O testemunho pessoal é o começo e o fundamento da
missão, mas não é toda a missão. Anunciar “Jesus te ama” é bonito e verdadeiro,
mas é muito pouco. Anunciar “Jesus salva” é ortodoxo, mas insuficiente. É uma
pena que, tanto no passado como no presente, muitos/as missionários/as pensem
que precisam defender Jesus diante de um mundo que se tornou indiferente ou
resistente à religião. É o povo de Deus,
e não Jesus, que precisa de defensores!
A missão tem também
uma dimensão ativa, transformadora, libertadora. Nas palavras de Jesus no
Evangelho de hoje, trata-se de expulsar demônios e curar os doentes. E isso não
significa virar exorcista ou curandeiro, mas de criar condições para que as
pessoas diminuídas, menosprezadas e oprimidas recuperem plenas condições de
vida. É preciso identificar em cada situação quem são as pessoas e grupos aos
quais são negadas as possibilidades de uma vida plena, e agir em favor delas.
Por mais que as ações espetaculares – e frequentemente
tão coloridas quanto falsas – de expulsar os demônios e curar os doentes
impressionem, a dimensão transformadora e
libertadora da missão cristã se mostra melhor noutras iniciativas que dão menos
ibope: na corajosa ação da CPT; no delicado e respeitoso trabalho do CIMI;
na impressionante atividade da pastoral da criança; no ingrato trabalho da
pastoral carcerária; na anônima dedicação da pastoral da saúde; etc.
“Nele,
deus nos escolheu, antes da fundação do mundo...”

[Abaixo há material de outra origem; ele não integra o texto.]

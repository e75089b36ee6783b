//! Cache configuration structures.
//!
//! Each store is created from its configuration struct, the single entry
//! point for construction parameters.

use core::fmt;

/// Configuration for a byte-budgeted LRU store.
///
/// # Examples
///
/// ```
/// use meshcache::LruConfig;
///
/// let config = LruConfig::new(64 * 1024);
/// assert_eq!(config.max_bytes(), 64 * 1024);
///
/// // A zero budget disables eviction entirely.
/// assert_eq!(LruConfig::unbounded().max_bytes(), 0);
/// ```
#[derive(Clone, Copy, Default, PartialEq, Eq)]
pub struct LruConfig {
    /// Resident-byte budget; `0` means unbounded.
    max_bytes: usize,
}

impl LruConfig {
    /// Creates a configuration with the given resident-byte budget.
    ///
    /// A budget of `0` disables eviction. An entry is charged
    /// `key.len() + value.size()` bytes.
    pub fn new(max_bytes: usize) -> Self {
        Self { max_bytes }
    }

    /// Creates a configuration with no byte budget.
    pub fn unbounded() -> Self {
        Self { max_bytes: 0 }
    }

    /// Returns the configured byte budget (`0` = unbounded).
    pub fn max_bytes(&self) -> usize {
        self.max_bytes
    }
}

impl fmt::Debug for LruConfig {
    fn fmt(&self, f: &mut fmt::Formatter<'_>) -> fmt::Result {
        f.debug_struct("LruConfig")
            .field("max_bytes", &self.max_bytes)
            .finish()
    }
}

#[cfg(test)]
mod tests {
    use super::*;

    #[test]
    fn test_config_creation() {
        let config = LruConfig::new(100);
        assert_eq!(config.max_bytes(), 100);
    }

    #[test]
    fn test_unbounded_is_zero() {
        assert_eq!(LruConfig::unbounded(), LruConfig::new(0));
        assert_eq!(LruConfig::default().max_bytes(), 0);
    }
}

É uma verdade central da nossa fé que, em Cristo, Deus
nos abençoou abundantemente e nos escolheu ainda antes de criar o mundo para
sermos pessoas maduras e íntegras no amor. Escolhendo-nos, ele também abriu
nossa mente à compreensão do mistério de sua santa vontade, nos adotou como
filhos e filhas e nos introduziu na lista dos seus herdeiros/as. E isso não é
pouco, coisa abstrata ou algo para um futuro incerto.
O que não podemos é pensar que isso é mérito ou
privilégio. Somos filhos/as porque ele nos ama. Somos herdeiros/as porque ele
nos acolhe e inclui na lista, sem levar em conta nossas ambigüidades e limites.
E mais ainda: somos filhos/as para estender a família de Deus até os extremos
da terra, num abraço que a ninguém exclui. Somos herdeiros/as do reino de Deus
para administrar e potencializar o dinamismo da acolhida, da compaixão e da
solidariedade redentoras.
“Misericórrdia
e verdade se encontram, justiça e paz se abraçam.”
Jesus Cristo, profeta
de Nazaré e missionário do Pai: tu nos ensinas que a vontade mais genuína do teu
e nosso Pai é que o amor e a fidelidade se encontrem, a justiça e a paz se
abracem, a fidelidade brote da terra e a
justiça se incline do céu. É isso que tu pedes que anunciemos e realizemos. Por
isso, confiantes, te pedimos pelos/as servidores/as da Palavra, por aqueles/as
cuja missão é, na medida do possível, atrair as pessoas a ti: abençoa o
trabalho deles/as de modo que realizando-o possam também eles/as serem atraídos
a ti e confirmados/as na alegria. Assim seja! Amém!